Chapter 2, Problem

Sketch the graph of the quadratic functions in Exercises 1 and 2, indicating the coordinates of the vertex, the y-intercept, and the x-intercepts (if any).

$f\left(x\right)=x^2+2x-3$

To determine

To graph: The function $f\left(x\right)=x^2+2x-3$ and indicate the coordinates of the vertex, the y-intercept, and x-intercept.

Explanation of Solution

Given Information:

The provided function is $f\left(x\right)=x^2+2x-3$.

Graph:

Consider the function,

$f\left(x\right)=x^2+2x-3$

Compare the equation $f\left(x\right)=x^2+2x-3$ with the standard function $f\left(x\right)=a{x}^2+bx+c$ and find the value of $a,b$ and $c$.

The values are $a=1,b=2$ and $c=-3$.

Here $a>0$, therefore the parabola will be upward facing,

To graph a quadratic function, four things should be calculated first.

(i) Vertex

(ii) x-intercept

(iii)y-intercept

(iv) Symmetry

Vertex: The formula of x- coordinate of a vertex is,

$x=\frac{-b}{2a}$

Substitute $a=1$ and $b=2$ in the equation $x=\frac{-b}{2a}$.

$\begin{array}{c}x=\frac{-2}{2\cdot 1}\\ =-\frac{2}{2}\\ =-1\end{array}$

To find the y-coordinate of vertex, substitute $x=-1$ in the function $f\left(x\right)=x^2+2x-3$.

$\begin{array}{c}f\left(x\right)={\left(-1\right)}^2+3\left(-1\right)+2\\ =1-3+2\\ =0\end{array}$

Thus, coordinates of the vertex are $\left(-1,0\right)$.

To calculate the x-intercept of the function, substitute $f\left(x\right)=0$ in the equation $f\left(x\right)=x^2+2x-3$ and solve.
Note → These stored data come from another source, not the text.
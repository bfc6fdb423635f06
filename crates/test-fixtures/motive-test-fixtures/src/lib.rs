//! Test fixtures for the Motive animation crates: an in-memory host tree with
//! a recording mock driver, finishable mock players, and builders for
//! validated animation trees (the counts a real validator would compute are
//! derived here by walking the tree).

use std::cell::{Cell, RefCell};
use std::mem;
use std::rc::Rc;

use anyhow::{anyhow, Context, Result};

use motive_api_core::ast::{
    AnimateAst, AnimationNode, AnimationOptions, GroupAst, KeyframesAst, QueryAst, SequenceAst,
    StaggerAst, StateAst, StateMatch, StyleAst, StyleTuple, Timing, TimingAst, TransitionAst,
    TransitionMatcher, TriggerAst,
};
use motive_api_core::events::PlayerPhase;
use motive_api_core::json::parse_animation_json;
use motive_api_core::player::{AnimationPlayer, PlayerCallback};
use motive_api_core::style::{style_map, StyleMap, StyleValue};
use motive_animation_core::driver::AnimationDriver;
use motive_animation_core::ids::NodeId;
use motive_animation_core::instruction::Keyframe;
use motive_animation_core::timing::parse_timing_expr;
use motive_animation_core::transition_player::PlayerRc;

// ---------------------------------------------------------------- mock host

#[derive(Default)]
struct NodeData {
    parent: Option<u64>,
    tag: String,
    markers: Vec<String>,
    styles: StyleMap,
    children: Vec<u64>,
}

#[derive(Default)]
struct HostInner {
    next_id: u64,
    nodes: hashbrown::HashMap<u64, NodeData>,
    order: Vec<u64>,
}

/// An in-memory node tree standing in for the real rendering surface.
#[derive(Clone, Default)]
pub struct MockHost {
    inner: Rc<RefCell<HostInner>>,
}

impl MockHost {
    pub fn new() -> Self {
        Self::default()
    }

    pub fn add_node(&self, parent: Option<NodeId>, tag: &str, classes: &[&str]) -> NodeId {
        let mut inner = self.inner.borrow_mut();
        let id = inner.next_id;
        inner.next_id += 1;
        inner.nodes.insert(
            id,
            NodeData {
                parent: parent.map(|p| p.0),
                tag: tag.to_string(),
                markers: classes.iter().map(|c| c.to_string()).collect(),
                styles: StyleMap::new(),
                children: Vec::new(),
            },
        );
        inner.order.push(id);
        if let Some(p) = parent {
            if let Some(parent_node) = inner.nodes.get_mut(&p.0) {
                parent_node.children.push(id);
            }
        }
        NodeId(id)
    }

    pub fn set_style(&self, node: NodeId, prop: &str, value: &str) {
        if let Some(data) = self.inner.borrow_mut().nodes.get_mut(&node.0) {
            data.styles
                .insert(prop.to_string(), StyleValue::Text(value.to_string()));
        }
    }

    pub fn detach(&self, node: NodeId) {
        let mut inner = self.inner.borrow_mut();
        if let Some(data) = inner.nodes.get_mut(&node.0) {
            let parent = data.parent.take();
            if let Some(p) = parent {
                if let Some(parent_node) = inner.nodes.get_mut(&p) {
                    parent_node.children.retain(|c| *c != node.0);
                }
            }
        }
    }

    pub fn has_marker(&self, node: NodeId, marker: &str) -> bool {
        self.inner
            .borrow()
            .nodes
            .get(&node.0)
            .map(|d| d.markers.iter().any(|m| m == marker))
            .unwrap_or(false)
    }

    pub fn style_of(&self, node: NodeId, prop: &str) -> Option<StyleValue> {
        self.inner
            .borrow()
            .nodes
            .get(&node.0)
            .and_then(|d| d.styles.get(prop).cloned())
    }

    fn is_ancestor(&self, ancestor: u64, node: u64) -> bool {
        let inner = self.inner.borrow();
        let mut cursor = inner.nodes.get(&node).and_then(|d| d.parent);
        while let Some(p) = cursor {
            if p == ancestor {
                return true;
            }
            cursor = inner.nodes.get(&p).and_then(|d| d.parent);
        }
        false
    }

    fn matches_compound(&self, node: u64, compound: &str) -> bool {
        if compound == "*" {
            return true;
        }
        let inner = self.inner.borrow();
        let Some(data) = inner.nodes.get(&node) else {
            return false;
        };
        let mut rest = compound;
        if !rest.starts_with('.') {
            let end = rest.find('.').unwrap_or(rest.len());
            let tag = &rest[..end];
            if !tag.is_empty() && tag != data.tag {
                return false;
            }
            rest = &rest[end..];
        }
        for class in rest.split('.').filter(|c| !c.is_empty()) {
            if !data.markers.iter().any(|m| m == class) {
                return false;
            }
        }
        true
    }

    /// Match `selector` (whitespace-combined compounds of `tag.class...`)
    /// against the descendants of `root`, in insertion order.
    fn query(&self, root: u64, selector: &str, multi: bool) -> Vec<NodeId> {
        let compounds: Vec<&str> = selector.split_whitespace().collect();
        if compounds.is_empty() {
            return Vec::new();
        }
        let order = self.inner.borrow().order.clone();
        let mut out = Vec::new();
        'nodes: for id in order {
            if id == root || !self.is_ancestor(root, id) {
                continue;
            }
            if !self.matches_compound(id, compounds[compounds.len() - 1]) {
                continue;
            }
            // Remaining compounds must match some ancestor chain inside root.
            let mut cursor = self.inner.borrow().nodes.get(&id).and_then(|d| d.parent);
            let mut idx = compounds.len() - 1;
            while idx > 0 {
                let Some(p) = cursor else { continue 'nodes };
                if p == root {
                    continue 'nodes;
                }
                if self.matches_compound(p, compounds[idx - 1]) {
                    idx -= 1;
                }
                cursor = self.inner.borrow().nodes.get(&p).and_then(|d| d.parent);
            }
            out.push(NodeId(id));
            if !multi {
                break;
            }
        }
        out
    }
}

// -------------------------------------------------------------- mock player

#[derive(Default)]
struct MockPlayerState {
    on_start: Vec<PlayerCallback>,
    on_done: Vec<PlayerCallback>,
    on_destroy: Vec<PlayerCallback>,
    started: bool,
    finished: bool,
    destroyed: bool,
    position: f32,
}

/// A driver player that only completes when a test finishes it.
#[derive(Clone)]
pub struct MockPlayer {
    pub element: NodeId,
    state: Rc<RefCell<MockPlayerState>>,
    total_time: f32,
    log: Rc<RefCell<Vec<String>>>,
}

impl MockPlayer {
    fn new(element: NodeId, duration: f32, delay: f32) -> Self {
        Self {
            element,
            state: Rc::new(RefCell::new(MockPlayerState::default())),
            total_time: duration + delay,
            log: Rc::new(RefCell::new(Vec::new())),
        }
    }

    fn fire(&self, phase: PlayerPhase) {
        let mut callbacks = {
            let mut s = self.state.borrow_mut();
            match phase {
                PlayerPhase::Start => mem::take(&mut s.on_start),
                PlayerPhase::Done => mem::take(&mut s.on_done),
                PlayerPhase::Destroy => mem::take(&mut s.on_destroy),
            }
        };
        for cb in callbacks.iter_mut() {
            cb();
        }
    }

    pub fn log(&self) -> Vec<String> {
        self.log.borrow().clone()
    }

    pub fn has_finished(&self) -> bool {
        self.state.borrow().finished
    }

    pub fn was_destroyed(&self) -> bool {
        self.state.borrow().destroyed
    }
}

impl AnimationPlayer for MockPlayer {
    fn on_start(&mut self, f: PlayerCallback) {
        self.state.borrow_mut().on_start.push(f);
    }

    fn on_done(&mut self, f: PlayerCallback) {
        self.state.borrow_mut().on_done.push(f);
    }

    fn on_destroy(&mut self, f: PlayerCallback) {
        self.state.borrow_mut().on_destroy.push(f);
    }

    fn init(&mut self) {
        self.log.borrow_mut().push("init".into());
    }

    fn has_started(&self) -> bool {
        self.state.borrow().started
    }

    fn play(&mut self) {
        let first = !self.state.borrow().started;
        self.state.borrow_mut().started = true;
        self.log.borrow_mut().push("play".into());
        if first {
            self.fire(PlayerPhase::Start);
        }
    }

    fn pause(&mut self) {
        self.log.borrow_mut().push("pause".into());
    }

    fn restart(&mut self) {
        self.log.borrow_mut().push("restart".into());
    }

    fn finish(&mut self) {
        let first = !self.state.borrow().finished;
        self.state.borrow_mut().finished = true;
        self.log.borrow_mut().push("finish".into());
        if first {
            self.fire(PlayerPhase::Done);
        }
    }

    fn destroy(&mut self) {
        let first = !self.state.borrow().destroyed;
        self.state.borrow_mut().destroyed = true;
        self.log.borrow_mut().push("destroy".into());
        if first {
            if !self.has_started() {
                self.state.borrow_mut().started = true;
                self.fire(PlayerPhase::Start);
            }
            self.finish();
            self.fire(PlayerPhase::Destroy);
        }
    }

    fn reset(&mut self) {
        let mut s = self.state.borrow_mut();
        s.started = false;
        s.finished = false;
    }

    fn set_position(&mut self, position: f32) {
        self.state.borrow_mut().position = position;
    }

    fn get_position(&self) -> f32 {
        self.state.borrow().position
    }

    fn total_time(&self) -> f32 {
        self.total_time
    }
}

// -------------------------------------------------------------- mock driver

/// One recorded `animate()` invocation.
pub struct AnimateCall {
    pub element: NodeId,
    pub keyframes: Vec<Keyframe>,
    pub duration: f32,
    pub delay: f32,
    pub easing: Option<String>,
    pub previous_players: usize,
    pub player: MockPlayer,
}

/// Driver over a [`MockHost`], recording every animate call.
pub struct MockAnimationDriver {
    pub host: MockHost,
    log: RefCell<Vec<AnimateCall>>,
    invalid_properties: RefCell<Vec<String>>,
    missing_computed: Cell<bool>,
}

impl MockAnimationDriver {
    pub fn new(host: MockHost) -> Rc<Self> {
        Rc::new(Self {
            host,
            log: RefCell::new(Vec::new()),
            invalid_properties: RefCell::new(Vec::new()),
            missing_computed: Cell::new(false),
        })
    }

    /// Declare a style property the driver should reject.
    pub fn reject_property(&self, prop: &str) {
        self.invalid_properties.borrow_mut().push(prop.to_string());
    }

    /// Make every computed-style lookup fail (detached-node simulation).
    pub fn fail_computed_styles(&self, value: bool) {
        self.missing_computed.set(value);
    }

    pub fn calls(&self) -> usize {
        self.log.borrow().len()
    }

    pub fn call(&self, index: usize) -> AnimateCall {
        let log = self.log.borrow();
        let c = &log[index];
        AnimateCall {
            element: c.element,
            keyframes: c.keyframes.clone(),
            duration: c.duration,
            delay: c.delay,
            easing: c.easing.clone(),
            previous_players: c.previous_players,
            player: c.player.clone(),
        }
    }

    pub fn players_for(&self, element: NodeId) -> Vec<MockPlayer> {
        self.log
            .borrow()
            .iter()
            .filter(|c| c.element == element)
            .map(|c| c.player.clone())
            .collect()
    }

    pub fn finish_all(&self) {
        let players: Vec<MockPlayer> = self.log.borrow().iter().map(|c| c.player.clone()).collect();
        for mut p in players {
            p.finish();
        }
    }
}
$\begin{array}{c}{x}^2+2x-3=0\\ x^2+3x-x-3=0\\ x\left(x+3\right)-1\left(x+3\right)=0\\ \left(x+3\right)\left(x-1\right)=0\end{array}$

Therefore, $x+3=0$ or $x-1=0$.

Now solve for $x+3=0$.

$\begin{array}{c}x+3=0\\ x=-3\end{array}$

Now solve for $x-1=0$.

$\begin{array}{c}x-1=0\\ x=1\end{array}$

Thus, x-intercept are $-3,1$.

To calculate the y-intercept, substitute $x=0$ in the function $f\left(x\right)=x^2+2x-3$.

$\begin{array}{c}f\left(x\right)={\left(0\right)}^2+2\left(0\right)-3\\ =-3\end{array}$

Thus, the y-intercept is $-3$.

Symmetry:

The formula of the symmetry line is,

$x=-\frac{b}{2a}$

Substitute $a=1$ and $b=2$ in the equation $x=\frac{-b}{2a}$.

$\begin{array}{c}x=\frac{-2}{2\cdot 1}\\ =-\frac{2}{2}\\ =-1\end{array}$

So, the line of symmetry is $x=-1$.

Now plot the graph.

Interpretation:

The graph of $f\left(x\right)=x^2+2x-3$ represents a parabola which is upward facing. Also, the vertex is $\left(-1,-4\right)$, the y-intercept $-3$, and x-intercept are $-3$ and 1.